Yuhong Zhang*, Lvqing Wang, Shenghui Li, Shengjue Yang and Hang Liu*
School of Electrical and Computer Engineering, Jilin Jianzhu University, Changchun 130118, China. E-mail: zhangyuhong@jlju.edu.cn

Received 3rd November 2023 , Accepted 23rd December 2023

First published on 18th January 2024


Abstract

In this paper, a series of Au/ZnO/In2O3 nanoparticles are synthesized by a facile one-step hydrothermal method. The gas sensing properties of Au/ZnO/In2O3 materials are investigated in detail. The response of 2%Au/1%ZnO/In2O3 material to isopropanol increases to six times that of pure In2O3 materials. In contrast to a pure In2O3 sensor, the optimal working temperature of the 2%Au/1%ZnO/In2O3 sensor decreases to 40 °C. The sensing mechanism of Au/ZnO/In2O3 nanoparticles is mainly explained through the influence of the n–n heterojunction formed by In2O3 and ZnO. In addition, the introduction of Au contributes to an increase in the gas response.

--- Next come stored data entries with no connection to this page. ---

impl<P: BusPort, D: DelayNs> MiniScale<P, D> {
    /// Create a new driver; nothing is sent until [`MiniScale::init`]
    pub fn new(port: P, delay: D, config: ScaleConfig) -> Self {
        Self {
            port,
            delay,
            address: config.address,
            config,
            slave: None,
            software: None,
        }
    }

    /// Get the configuration
    pub fn config(&self) -> &ScaleConfig {
        &self.config
    }

    /// Current slave address
    pub fn address(&self) -> u8 {
        self.address
    }

    /// Check if initialized
    pub fn is_initialized(&self) -> bool {
        self.slave.is_some()
    }

    /// Open the slave and wait for the unit to settle
    pub async fn init(&mut self) -> Result<(), Error<P::Error>> {
        let slave = transport::open(&self.port, self.address).await?;
        self.slave = Some(slave);
        self.delay.delay_ms(self.config.init_settle_ms).await;
        debug!("Mini Scales opened at {:#x}", self.address);
        Ok(())
    }

    // ========================================================================
    // Register access
    // ========================================================================

    /// Write a command byte, settle, read `N` bytes
    async fn query<const N: usize>(&mut self, command: u8) -> Result<[u8; N], Error<P::Error>> {
        let slave = self.slave.as_mut().ok_or(Error::NotInitialized)?;
        transport::write_byte(slave, command).await?;
        self.delay.delay_ms(self.config.read_settle_ms).await;
        transport::read_exact(slave).await
    }

    /// Write a command with payload, then settle
    async fn command(&mut self, bytes: &[u8], settle_ms: u32) -> Result<(), Error<P::Error>> {
        let slave = self.slave.as_mut().ok_or(Error::NotInitialized)?;
        transport::write_bytes(slave, bytes).await?;
        self.delay.delay_ms(settle_ms).await;
        Ok(())
    }

    async fn query_u8(&mut self, command: u8) -> Result<u8, Error<P::Error>> {
        let [value] = self.query::<1>(command).await?;
        Ok(value)
    }

    async fn set_u8(&mut self, command: u8, value: u8) -> Result<(), Error<P::Error>> {
        self.command(&[command, value], self.config.read_settle_ms)
            .await
    }

    // ========================================================================
    // Measurements
    // ========================================================================

    /// Raw signed ADC reading
    pub async fn get_raw_adc(&mut self) -> Result<i32, Error<P::Error>> {
        let data = self.query::<4>(cmd::RAW_ADC).await?;
        Ok(i32::from_le_bytes(data))
    }

    /// Weight in grams as calibrated by the unit
    pub async fn get_weight(&mut self) -> Result<f32, Error<P::Error>> {
        let data = self.query::<4>(cmd::WEIGHT).await?;
        Ok(f32::from_le_bytes(data))
    }

    /// Weight in hundredths of a gram as calibrated by the unit
    pub async fn get_weight_x100(&mut self) -> Result<i32, Error<P::Error>> {
        let data = self.query::<4>(cmd::WEIGHT_X100).await?;
        Ok(i32::from_le_bytes(data))
    }

    /// Weight as the unit formats it
    ///
    /// The register is NUL-terminated ASCII; bytes outside ASCII are
    /// replaced with `?`.
    pub async fn get_weight_string(
        &mut self,
    ) -> Result<String<WEIGHT_STRING_LEN>, Error<P::Error>> {
        let data = self.query::<WEIGHT_STRING_LEN>(cmd::WEIGHT_STRING).await?;
        Ok(decode_weight_string(&data))
    }

    /// Raw ADC, weight and weight x100 in one go
    pub async fn read_data(&mut self) -> Result<ScaleReading, Error<P::Error>> {
        let adc = self.get_raw_adc().await?;
        let weight = self.get_weight().await?;
        let weight_x100 = self.get_weight_x100().await?;
        Ok(ScaleReading {
            adc,
            weight,
            weight_x100,
        })
    }

    // ========================================================================
    // Gap / offset
    // ========================================================================

    /// Current gap register value
    pub async fn get_gap_value(&mut self) -> Result<f32, Error<P::Error>> {
        let data = self.query::<4>(cmd::GAP).await?;
        let gap = f32::from_le_bytes(data);
        debug!("Gap value: {}", gap);
        Ok(gap)
    }

    /// Write the gap register
    pub async fn set_gap_value(&mut self, gap: f32) -> Result<(), Error<P::Error>> {
        let [b0, b1, b2, b3] = gap.to_le_bytes();
        self.command(&[cmd::GAP, b0, b1, b2, b3], self.config.write_settle_ms)
            .await?;
        debug!("Gap set to {}", gap);
        Ok(())
    }

    /// Make the unit latch its current reading as zero (hardware tare)
    pub async fn tare(&mut self) -> Result<(), Error<P::Error>> {
        self.command(&[cmd::TARE, TARE_TRIGGER], self.config.write_settle_ms)
            .await?;
        debug!("Tare latched");
        Ok(())
    }

    /// Zero the current load by folding it into the gap as an offset
    ///
    /// Writes `gap + weight` and returns the weight read afterwards, which
    /// should be near zero.
    pub async fn calibrate_zero(&mut self) -> Result<f32, Error<P::Error>> {
        let weight = self.get_weight().await?;
        let gap = self.get_gap_value().await?;
        let offset = gap + weight;
        info!("Zeroing: weight {} g, gap {} -> {}", weight, gap, offset);

        self.set_gap_value(offset).await?;
        self.delay.delay_ms(self.config.write_settle_ms).await;

        let after = self.get_weight().await?;
        info!("Weight after zeroing: {} g", after);
        Ok(after)
    }

    /// Reset the gap register to zero
    pub async fn clear_gap(&mut self) -> Result<(), Error<P::Error>> {
        self.set_gap_value(0.0).await
    }

    // ========================================================================
    // Firmware calibration
    // ========================================================================

    /// Average the configured number of raw samples
    async fn sample_raw_average(&mut self) -> Result<i32, Error<P::Error>> {
        let timing = self.config.calibration;
        let mut sum: i64 = 0;
        for _ in 0..timing.samples {
            sum += self.get_raw_adc().await? as i64;
            self.delay.delay_ms(timing.sample_interval_ms).await;
        }
        Ok(average_rounded(sum, timing.samples as u32))
    }

    /// Two-point calibration of the unit's gap register
    ///
    /// 1. Clear the gap.
    /// 2. Prompt for an empty scale, settle, average raw samples (`adc0`).
    /// 3. Trigger the unit's tare.
    /// 4. Prompt for `known_weight` grams, settle, average raw samples.
    /// 5. `gap = (adc_known - adc0) / known_weight`, write it, read it back.
    ///
    /// A read-back mismatch is logged and reported, not retried. The
    /// sequence runs to completion or fails at the first bus error.
    pub async fn full_calibration<C: CalibrationPrompt>(
        &mut self,
        known_weight: f32,
        prompt: &mut C,
    ) -> Result<CalibrationReport, Error<P::Error>> {
        if !is_valid_weight(known_weight) {
            return Err(Error::InvalidArgument);
        }
        if self.slave.is_none() {
            return Err(Error::NotInitialized);
        }
        let timing = self.config.calibration;
        info!("Calibration start, reference {} g", known_weight);

        self.set_gap_value(0.0).await?;
        self.delay.delay_ms(timing.clear_settle_ms).await;

        prompt.prompt(CalibrationPhase::Unloaded).await;
        self.delay.delay_ms(timing.unloaded_settle_ms).await;
        let raw_adc_zero = self.sample_raw_average().await?;
        info!("Unloaded ADC average: {}", raw_adc_zero);

        self.tare().await?;
        self.delay.delay_ms(timing.tare_settle_ms).await;

        prompt
            .prompt(CalibrationPhase::LoadKnownWeight {
                grams: known_weight,
            })
            .await;
        self.delay.delay_ms(timing.loaded_settle_ms).await;
        let raw_adc_known = self.sample_raw_average().await?;
        info!("Loaded ADC average: {}", raw_adc_known);

        let gap =
            two_point_gap(raw_adc_zero, raw_adc_known, known_weight).ok_or(Error::InvalidArgument)?;
        info!(
            "Gap = ({} - {}) / {} = {}",
            raw_adc_known, raw_adc_zero, known_weight, gap
        );

        self.set_gap_value(gap).await?;
        self.delay.delay_ms(timing.verify_settle_ms).await;
        let verified_gap = self.get_gap_value().await?;

        let report = CalibrationReport {
            raw_adc_zero,
            raw_adc_known,
            gap,
            verified_gap,
        };
        if report.is_verified() {
            info!("Calibration complete, gap {}", gap);
        } else {
            warn!("Gap read back as {}, wrote {}", verified_gap, gap);
        }
        Ok(report)
    }

    // ========================================================================
    // Software calibration
    // ========================================================================

    /// Store a host-side linear calibration
    ///
    /// `scale = known_weight / (known_adc - zero_adc)`. Needs no bus access.
    pub fn simple_calibrate(
        &mut self,
        zero_adc: i32,
        known_weight: f32,
        known_adc: i32,
    ) -> Result<(), Error<P::Error>> {
        let cal = SoftwareCalibration::new(zero_adc, known_weight, known_adc)
            .ok_or(Error::InvalidArgument)?;
        info!(
            "Software calibration: zero {}, {} g per count",
            cal.zero_adc(),
            cal.scale()
        );
        self.software = Some(cal);
        Ok(())
    }

    /// Host-side calibration, if set
    pub fn software_calibration(&self) -> Option<&SoftwareCalibration> {
        self.software.as_ref()
    }

    /// Weight from a raw reading using the host-side calibration
    pub async fn get_weight_calibrated(&mut self) -> Result<f32, Error<P::Error>> {
        let cal = self.software.ok_or(Error::NotCalibrated)?;
        let adc = self.get_raw_adc().await?;
        Ok(cal.weight(adc))
    }

    // ========================================================================
    // Peripherals and settings
    // ========================================================================

    /// Button status byte
    pub async fn get_button_status(&mut self) -> Result<u8, Error<P::Error>> {
        self.query_u8(cmd::BUTTON).await
    }

    /// Set the LED colour
    pub async fn set_led_color(&mut self, color: Rgb) -> Result<(), Error<P::Error>> {
        self.command(
            &[cmd::LED, color.r, color.g, color.b],
            self.config.read_settle_ms,
        )
        .await
    }

    /// Set the LED colour from `0xRRGGBB`
    pub async fn set_led_color_hex(&mut self, hex: u32) -> Result<(), Error<P::Error>> {
        self.set_led_color(Rgb::from_hex(hex)).await
    }

    /// Current LED colour
    pub async fn get_led_color(&mut self) -> Result<Rgb, Error<P::Error>> {
        let [r, g, b] = self.query::<3>(cmd::LED).await?;
        Ok(Rgb::new(r, g, b))
    }

    /// Enable or disable the low-pass filter
    pub async fn set_lp_filter(&mut self, enable: bool) -> Result<(), Error<P::Error>> {
        self.set_u8(cmd::LP_FILTER, enable as u8).await
    }

    /// Whether the low-pass filter is enabled
    pub async fn get_lp_filter(&mut self) -> Result<bool, Error<P::Error>> {
        Ok(self.query_u8(cmd::LP_FILTER).await? != 0)
    }

    /// Set the averaging filter depth
    pub async fn set_avg_filter(&mut self, depth: u8) -> Result<(), Error<P::Error>> {
        self.set_u8(cmd::AVG_FILTER, depth).await
    }

    /// Averaging filter depth
    pub async fn get_avg_filter(&mut self) -> Result<u8, Error<P::Error>> {
        self.query_u8(cmd::AVG_FILTER).await
    }

    /// Set the EMA filter alpha
    pub async fn set_ema_filter(&mut self, alpha: u8) -> Result<(), Error<P::Error>> {
        self.set_u8(cmd::EMA_FILTER, alpha).await
    }

    /// EMA filter alpha
    pub async fn get_ema_filter(&mut self) -> Result<u8, Error<P::Error>> {
        self.query_u8(cmd::EMA_FILTER).await
    }

    /// Firmware version byte
    pub async fn get_firmware_version(&mut self) -> Result<u8, Error<P::Error>> {
        self.query_u8(cmd::FIRMWARE_VERSION).await
    }

    /// Address the unit reports for itself
    pub async fn get_i2c_address(&mut self) -> Result<u8, Error<P::Error>> {
        self.query_u8(cmd::I2C_ADDRESS).await
    }

    /// Move the unit to a new address and reconnect there
    ///
    /// If reopening fails the driver is left uninitialized at the new
    /// address; call [`MiniScale::init`] to retry.
    pub async fn set_i2c_address(&mut self, address: u8) -> Result<(), Error<P::Error>> {
        if !is_valid_address(address) {
            return Err(Error::InvalidArgument);
        }
        self.set_u8(cmd::I2C_ADDRESS, address).await?;
        info!("Mini Scales moved {:#x} -> {:#x}", self.address, address);

        self.slave = None;
        self.address = address;
        self.init().await
    }
}
//! ADC drivers
//!
//! - MCP3424: 4-channel 18-bit delta-sigma ADC with PGA

pub mod mcp3424;

pub use mcp3424::{command_byte, decode_raw, Mcp3424, RAW_MAX};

A possible reason is that the introduction of Au produces smaller sized particles on the sensor surface, creating a larger surface area, enhancing the response.


1 Introduction

Recently, many industrial exhaust gases have been generated with the development of industry, which will continuously contaminate the air and harm human health.1 Isopropanol (C3H8O), a typical volatile organic compound (VOC) gas, has attracted attention and has been used in many fields, such as pharmaceuticals, cosmetics, plastics, spices, and coatings.2,3 In particular, isopropanol is slightly toxic and shows a certain carcinogenicity, so the World Health Organization (WHO) lists it as a category-III carcinogen.3,4 When the concentration of isopropanol is less than 400 ppm, some symptoms such as dizziness and vomiting can be observed and can even irritate the eyes and respiratory tract, causing discomfort, while internal bleeding, high blood pressure and paralysis of the central nervous system will occur at high levels that can cause grave danger to humans.5,6 To sum up, the effective detection of isopropanol is undoubtedly crucial.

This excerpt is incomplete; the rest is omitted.